== TASK GOAL ==
In the listing beneath this line, copy exactly the lines starting with the one containing "out.extend_from_slice(&param_bytes);" and going on through the one containing "out.extend_from_slice(&p.write_f32((v * from_mm)".

== ENTRIES SHOWN ==
····················

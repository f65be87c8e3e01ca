//! Encodes the raw frame layer of a trial as a C3D byte stream.
//!
//! Used to export a cleaned raw layer and to build captures in tests.

use std::fs;
use std::path::Path;

use super::{Header, ParameterData, ParameterSection, Processor, Units, BLOCK_SIZE, CLIPPED_LAST_FRAME};
use crate::error::{Error, Result};
use crate::trial::Trial;

/// Labels per `POINT:LABELS*` parameter (dimensions are single bytes).
const LABELS_PER_PARAMETER: usize = 255;

/// How point coordinates are stored.
#[derive(Debug, Clone, Copy, PartialEq)]
pub enum Storage {
    Float,
    /// Signed 16 bit integers multiplied by `scale` (> 0).
    Integer { scale: f32 },
}

#[derive(Debug, Clone, Copy, PartialEq)]
pub struct WriteOptions {
    pub processor: Processor,
    pub storage: Storage,
    pub units: Units,
    /// Analog channels stored after each frame's points, one sample per
    /// channel and frame. Written as the missing sentinel value.
    pub analog_channels: usize,
}

impl Default for WriteOptions {
    fn default() -> Self {
        Self {
            processor: Processor::Intel,
            storage: Storage::Float,
            units: Units::Millimetres,
            analog_channels: 0,
        }
    }
}

/// Encodes the trial's labels and raw marker positions.
pub fn encode(trial: &Trial, options: &WriteOptions) -> Result<Vec<u8>> {
    let p = options.processor;
    let point_count = trial.labels().len();
    let frame_count = trial.frame_count();
    let scale = match options.storage {
        Storage::Float => -1.0f32,
        Storage::Integer { scale } if scale > 0.0 => scale,
        Storage::Integer { scale } => {
            return Err(Error::malformed(format!("integer scale {} must be positive", scale)))
        }
    };

    let mut params = ParameterSection::new(p);
    params.insert("POINT", "USED", vec![], ParameterData::Int(vec![point_count as u16 as i16]));
    params.insert("POINT", "SCALE", vec![], ParameterData::Float(vec![scale]));
    params.insert("POINT", "RATE", vec![], ParameterData::Float(vec![trial.frame_rate() as f32]));
    if frame_count > CLIPPED_LAST_FRAME {
        params.insert("POINT", "FRAMES", vec![], ParameterData::Float(vec![frame_count as f32]));
    } else {
        params.insert("POINT", "FRAMES", vec![], ParameterData::Int(vec![frame_count as u16 as i16]));
    }
    let units = options.units.label();
    params.insert(
        "POINT",
        "UNITS",
        vec![units.len()],
        ParameterData::Char(vec![units.to_string()]),
    );
    for (n, chunk) in trial.labels().chunks(LABELS_PER_PARAMETER).enumerate() {
        let name = if n == 0 {
            "LABELS".to_string()
        } else {
            format!("LABELS{}", n + 1)
        };
        let width = chunk.iter().map(|l| l.len()).max().unwrap_or(1).max(1);
        params.insert("POINT", &name, vec![width, chunk.len()], ParameterData::Char(chunk.to_vec()));
    }
    params.insert(
        "ANALOG",
        "USED",
        vec![],
        ParameterData::Int(vec![options.analog_channels as u16 as i16]),
    );
    if options.analog_channels > 0 {
        params.insert("ANALOG", "RATE", vec![], ParameterData::Float(vec![trial.frame_rate() as f32]));
    }
    if let Some(subject) = &trial.metadata.subject_id {
        params.insert(
            "SUBJECTS",
            "NAMES",
            vec![subject.len().max(1), 1],
            ParameterData::Char(vec![subject.clone()]),
        );
    }

    // DATA_START depends on the section size, which does not change when
    // its value does.
    params.insert("POINT", "DATA_START", vec![], ParameterData::Int(vec![0]));
    let blocks = params.encode()?.len() / BLOCK_SIZE;
    let data_start = 2 + blocks;
    params.insert("POINT", "DATA_START", vec![], ParameterData::Int(vec![data_start as i16]));
    let param_bytes = params.encode()?;

    let first_frame = trial.metadata.first_frame.max(1);
    let last_frame = if frame_count == 0 {
        0
    } else {
        (first_frame + frame_count - 1).min(CLIPPED_LAST_FRAME)
    };
    let header = Header {
        parameter_block: 2,
        point_count,
        analog_per_frame: options.analog_channels,
        first_frame: if frame_count == 0 { 0 } else { first_frame },
        last_frame,
        max_interpolation_gap: 0,
        scale,
        data_start,
        frame_rate: trial.frame_rate() as f32,
    };

    let mut out = header.encode(p);
    out.extend_from_slice(&param_bytes);

    let from_mm = 1.0 / options.units.to_mm();
    for frame in trial.frames() {
        for position in frame.positions() {
            match (position, options.storage) {
                (Some(pos), Storage::Float) => {
                    for v in pos.iter() {
                        out.extend_from_slice(&p.write_f32((v * from_mm) as f32));
                    }
                    out.extend_from_slice(&p.write_f32(0.0));
                }
                (Some(pos), Storage::Integer { scale }) => {
                    for v in pos.iter() {
                        let raw = (v * from_mm / scale as f64).round();
                        if raw < i16::MIN as f64 || raw > i16::MAX as f64 {
                            return Err(Error::malformed(format!(
                                "coordinate {} out of range for scale {}",
                                v, scale
                            )));
                        }
                        out.extend_from_slice(&p.write_i16(raw as i16));
                    }
                    out.extend_from_slice(&p.write_i16(0));
                }
                (None, Storage::Float) => {
                    for _ in 0..3 {
                        out.extend_from_slice(&p.write_f32(0.0));
                    }
                    out.extend_from_slice(&p.write_f32(-1.0));
                }
                (None, Storage::Integer { .. }) => {
                    for _ in 0..3 {
                        out.extend_from_slice(&p.write_i16(0));
                    }
                    out.extend_from_slice(&p.write_i16(-1));
                }
            }
        }
        for _ in 0..options.analog_channels {
            match options.storage {
                Storage::Float => out.extend_from_slice(&p.write_f32(-1.0)),
                Storage::Integer { .. } => out.extend_from_slice(&p.write_i16(-1)),
            }
        }
    }
    let padded = (out.len() + BLOCK_SIZE - 1) / BLOCK_SIZE * BLOCK_SIZE;
    out.resize(padded, 0);
    Ok(out)
}

pub fn write_file<P: AsRef<Path>>(trial: &Trial, path: P, options: &WriteOptions) -> Result<()> {
    fs::write(path, encode(trial, options)?)?;
    Ok(())
}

····················

== EXERCISE ANSWER ==
    out.extend_from_slice(&param_bytes);

    let from_mm = 1.0 / options.units.to_mm();
    for frame in trial.frames() {
        for position in frame.positions() {
            match (position, options.storage) {
                (Some(pos), Storage::Float) => {
                    for v in pos.iter() {
                        out.extend_from_slice(&p.write_f32((v * from_mm) as f32));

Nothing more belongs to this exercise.